Given records:

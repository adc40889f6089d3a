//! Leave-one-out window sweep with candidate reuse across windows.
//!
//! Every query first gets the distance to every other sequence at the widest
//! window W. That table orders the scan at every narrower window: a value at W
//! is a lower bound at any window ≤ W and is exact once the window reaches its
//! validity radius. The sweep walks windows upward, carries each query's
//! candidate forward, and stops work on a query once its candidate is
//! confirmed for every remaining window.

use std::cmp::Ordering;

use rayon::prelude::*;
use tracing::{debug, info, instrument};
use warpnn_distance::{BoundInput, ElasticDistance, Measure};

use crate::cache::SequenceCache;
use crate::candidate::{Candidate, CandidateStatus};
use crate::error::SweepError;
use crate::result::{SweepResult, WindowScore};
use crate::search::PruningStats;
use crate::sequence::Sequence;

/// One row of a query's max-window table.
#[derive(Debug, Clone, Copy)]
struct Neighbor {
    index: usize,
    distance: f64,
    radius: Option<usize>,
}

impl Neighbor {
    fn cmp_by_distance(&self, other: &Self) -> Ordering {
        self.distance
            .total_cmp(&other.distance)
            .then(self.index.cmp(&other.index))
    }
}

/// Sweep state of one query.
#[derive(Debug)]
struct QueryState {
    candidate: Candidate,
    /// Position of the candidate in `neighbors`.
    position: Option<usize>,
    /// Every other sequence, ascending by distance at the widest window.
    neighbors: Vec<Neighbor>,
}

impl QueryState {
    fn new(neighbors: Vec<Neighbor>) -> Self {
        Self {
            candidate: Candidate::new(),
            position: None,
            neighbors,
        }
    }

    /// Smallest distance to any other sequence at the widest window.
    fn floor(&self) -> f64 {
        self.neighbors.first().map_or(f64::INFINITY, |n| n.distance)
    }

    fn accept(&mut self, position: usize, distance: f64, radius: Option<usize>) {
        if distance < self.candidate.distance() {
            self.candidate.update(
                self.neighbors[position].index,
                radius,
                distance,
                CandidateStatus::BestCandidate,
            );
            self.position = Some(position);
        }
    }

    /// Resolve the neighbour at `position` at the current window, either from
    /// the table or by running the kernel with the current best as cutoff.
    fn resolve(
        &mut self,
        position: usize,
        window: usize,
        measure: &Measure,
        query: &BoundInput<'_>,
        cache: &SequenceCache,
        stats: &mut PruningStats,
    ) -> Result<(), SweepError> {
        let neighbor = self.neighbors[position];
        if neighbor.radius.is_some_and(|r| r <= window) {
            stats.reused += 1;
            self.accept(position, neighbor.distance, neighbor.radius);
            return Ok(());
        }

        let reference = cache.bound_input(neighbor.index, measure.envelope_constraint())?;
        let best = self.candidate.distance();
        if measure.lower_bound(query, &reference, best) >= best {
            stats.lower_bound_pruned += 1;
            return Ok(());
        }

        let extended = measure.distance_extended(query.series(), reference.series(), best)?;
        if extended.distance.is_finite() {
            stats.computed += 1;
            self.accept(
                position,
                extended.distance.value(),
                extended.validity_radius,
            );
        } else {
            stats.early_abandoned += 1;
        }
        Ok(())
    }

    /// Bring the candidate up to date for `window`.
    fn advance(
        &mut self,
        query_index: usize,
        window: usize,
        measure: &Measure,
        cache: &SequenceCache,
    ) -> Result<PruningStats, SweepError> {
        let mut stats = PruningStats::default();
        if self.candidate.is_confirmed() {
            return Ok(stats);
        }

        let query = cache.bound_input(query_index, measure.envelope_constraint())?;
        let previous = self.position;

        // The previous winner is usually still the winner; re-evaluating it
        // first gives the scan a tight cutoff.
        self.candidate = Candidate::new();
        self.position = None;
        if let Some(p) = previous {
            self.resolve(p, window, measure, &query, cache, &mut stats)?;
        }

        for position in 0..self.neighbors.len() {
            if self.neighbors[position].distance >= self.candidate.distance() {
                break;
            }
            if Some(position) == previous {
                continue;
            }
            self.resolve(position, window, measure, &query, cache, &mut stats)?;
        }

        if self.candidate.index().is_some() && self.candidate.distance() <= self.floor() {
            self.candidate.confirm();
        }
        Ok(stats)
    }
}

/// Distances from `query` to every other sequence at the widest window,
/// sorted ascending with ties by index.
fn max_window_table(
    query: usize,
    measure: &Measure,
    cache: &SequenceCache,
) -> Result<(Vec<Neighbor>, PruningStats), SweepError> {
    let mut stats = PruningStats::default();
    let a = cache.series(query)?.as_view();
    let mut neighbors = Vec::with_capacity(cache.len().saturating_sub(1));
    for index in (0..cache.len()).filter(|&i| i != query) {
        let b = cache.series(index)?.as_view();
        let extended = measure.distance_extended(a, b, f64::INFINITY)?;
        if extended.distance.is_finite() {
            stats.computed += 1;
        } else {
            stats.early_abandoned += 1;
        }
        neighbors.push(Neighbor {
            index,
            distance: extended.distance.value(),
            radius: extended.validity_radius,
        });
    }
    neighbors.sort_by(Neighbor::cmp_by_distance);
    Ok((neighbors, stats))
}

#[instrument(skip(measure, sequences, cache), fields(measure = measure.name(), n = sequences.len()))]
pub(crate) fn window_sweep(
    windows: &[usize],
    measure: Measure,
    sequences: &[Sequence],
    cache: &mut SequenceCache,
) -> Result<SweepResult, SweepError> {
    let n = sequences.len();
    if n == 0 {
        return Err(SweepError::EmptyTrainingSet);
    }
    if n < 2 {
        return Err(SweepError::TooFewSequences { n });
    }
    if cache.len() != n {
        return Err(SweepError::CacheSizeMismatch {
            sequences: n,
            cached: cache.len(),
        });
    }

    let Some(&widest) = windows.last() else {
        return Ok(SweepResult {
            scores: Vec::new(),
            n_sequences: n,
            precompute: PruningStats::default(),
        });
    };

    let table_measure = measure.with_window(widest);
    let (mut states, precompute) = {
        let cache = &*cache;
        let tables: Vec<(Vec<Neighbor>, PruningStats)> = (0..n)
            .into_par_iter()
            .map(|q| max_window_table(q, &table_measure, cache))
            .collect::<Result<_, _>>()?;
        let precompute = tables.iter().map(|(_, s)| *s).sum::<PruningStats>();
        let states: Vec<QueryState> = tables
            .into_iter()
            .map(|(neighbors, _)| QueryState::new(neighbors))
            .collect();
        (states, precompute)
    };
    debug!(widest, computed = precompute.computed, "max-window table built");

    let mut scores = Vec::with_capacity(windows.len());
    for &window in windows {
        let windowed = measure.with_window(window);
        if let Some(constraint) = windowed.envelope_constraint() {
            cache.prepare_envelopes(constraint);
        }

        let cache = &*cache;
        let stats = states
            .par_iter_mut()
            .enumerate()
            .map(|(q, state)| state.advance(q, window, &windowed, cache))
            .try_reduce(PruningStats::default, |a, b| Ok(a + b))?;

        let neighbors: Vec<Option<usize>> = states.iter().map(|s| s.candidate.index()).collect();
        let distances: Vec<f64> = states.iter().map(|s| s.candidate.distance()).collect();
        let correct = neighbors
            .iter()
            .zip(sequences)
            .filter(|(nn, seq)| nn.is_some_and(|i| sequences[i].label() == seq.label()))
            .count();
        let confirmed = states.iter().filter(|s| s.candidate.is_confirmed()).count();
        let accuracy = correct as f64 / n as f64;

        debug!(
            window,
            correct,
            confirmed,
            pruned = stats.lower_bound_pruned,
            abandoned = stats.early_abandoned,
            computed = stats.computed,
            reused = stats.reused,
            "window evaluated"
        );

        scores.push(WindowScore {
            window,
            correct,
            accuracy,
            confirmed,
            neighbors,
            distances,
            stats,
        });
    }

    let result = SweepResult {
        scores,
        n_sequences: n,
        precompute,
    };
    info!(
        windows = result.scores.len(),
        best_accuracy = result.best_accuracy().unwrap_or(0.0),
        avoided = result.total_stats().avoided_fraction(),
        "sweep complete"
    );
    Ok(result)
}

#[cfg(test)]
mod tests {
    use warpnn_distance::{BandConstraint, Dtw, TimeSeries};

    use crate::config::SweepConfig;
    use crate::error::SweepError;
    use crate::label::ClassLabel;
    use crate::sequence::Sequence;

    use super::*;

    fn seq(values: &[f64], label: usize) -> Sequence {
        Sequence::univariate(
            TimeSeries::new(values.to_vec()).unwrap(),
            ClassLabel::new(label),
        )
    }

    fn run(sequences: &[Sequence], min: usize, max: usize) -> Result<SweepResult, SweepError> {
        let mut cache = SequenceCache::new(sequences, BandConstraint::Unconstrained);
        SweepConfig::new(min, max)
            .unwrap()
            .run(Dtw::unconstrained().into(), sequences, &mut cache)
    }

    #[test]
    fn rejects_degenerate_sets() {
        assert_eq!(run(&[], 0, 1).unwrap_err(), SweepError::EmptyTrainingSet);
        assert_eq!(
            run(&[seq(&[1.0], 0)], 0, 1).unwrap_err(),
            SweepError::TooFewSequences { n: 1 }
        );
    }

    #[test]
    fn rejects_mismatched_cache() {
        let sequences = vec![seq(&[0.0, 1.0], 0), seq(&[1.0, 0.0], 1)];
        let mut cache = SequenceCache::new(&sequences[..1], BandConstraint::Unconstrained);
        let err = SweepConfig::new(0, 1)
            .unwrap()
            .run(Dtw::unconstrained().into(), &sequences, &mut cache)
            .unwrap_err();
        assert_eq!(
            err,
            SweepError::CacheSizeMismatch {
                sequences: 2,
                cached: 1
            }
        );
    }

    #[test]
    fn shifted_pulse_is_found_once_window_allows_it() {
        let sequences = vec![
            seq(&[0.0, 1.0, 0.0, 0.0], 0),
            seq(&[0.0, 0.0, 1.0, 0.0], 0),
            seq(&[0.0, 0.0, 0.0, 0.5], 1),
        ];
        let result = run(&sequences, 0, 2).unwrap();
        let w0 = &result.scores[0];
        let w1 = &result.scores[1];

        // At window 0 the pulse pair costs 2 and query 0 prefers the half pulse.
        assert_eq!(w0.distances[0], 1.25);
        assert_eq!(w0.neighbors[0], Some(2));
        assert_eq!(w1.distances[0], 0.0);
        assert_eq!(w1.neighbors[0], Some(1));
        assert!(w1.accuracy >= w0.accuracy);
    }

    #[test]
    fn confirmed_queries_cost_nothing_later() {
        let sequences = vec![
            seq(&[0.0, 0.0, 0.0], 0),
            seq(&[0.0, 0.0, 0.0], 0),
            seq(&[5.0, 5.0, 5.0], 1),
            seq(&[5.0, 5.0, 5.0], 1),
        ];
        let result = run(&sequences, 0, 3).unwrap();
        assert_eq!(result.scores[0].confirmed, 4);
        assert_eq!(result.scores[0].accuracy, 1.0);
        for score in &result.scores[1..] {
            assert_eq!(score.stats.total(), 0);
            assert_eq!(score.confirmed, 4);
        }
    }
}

Your goal: From the listing above, return the lines starting at the one with "let err = SweepConfig::new(0, 1)" and ending at the one with "let result = run(&sequences, 0, 3).unwrap();", both kept, exactly as they appear and nothing more.

Task answer:
        let err = SweepConfig::new(0, 1)
            .unwrap()
            .run(Dtw::unconstrained().into(), &sequences, &mut cache)
            .unwrap_err();
        assert_eq!(
            err,
            SweepError::CacheSizeMismatch {
                sequences: 2,
                cached: 1
            }
        );
    }

    #[test]
    fn shifted_pulse_is_found_once_window_allows_it() {
        let sequences = vec![
            seq(&[0.0, 1.0, 0.0, 0.0], 0),
            seq(&[0.0, 0.0, 1.0, 0.0], 0),
            seq(&[0.0, 0.0, 0.0, 0.5], 1),
        ];
        let result = run(&sequences, 0, 2).unwrap();
        let w0 = &result.scores[0];
        let w1 = &result.scores[1];

        // At window 0 the pulse pair costs 2 and query 0 prefers the half pulse.
        assert_eq!(w0.distances[0], 1.25);
        assert_eq!(w0.neighbors[0], Some(2));
        assert_eq!(w1.distances[0], 0.0);
        assert_eq!(w1.neighbors[0], Some(1));
        assert!(w1.accuracy >= w0.accuracy);
    }

    #[test]
    fn confirmed_queries_cost_nothing_later() {
        let sequences = vec![
            seq(&[0.0, 0.0, 0.0], 0),
            seq(&[0.0, 0.0, 0.0], 0),
            seq(&[5.0, 5.0, 5.0], 1),
            seq(&[5.0, 5.0, 5.0], 1),
        ];
        let result = run(&sequences, 0, 3).unwrap();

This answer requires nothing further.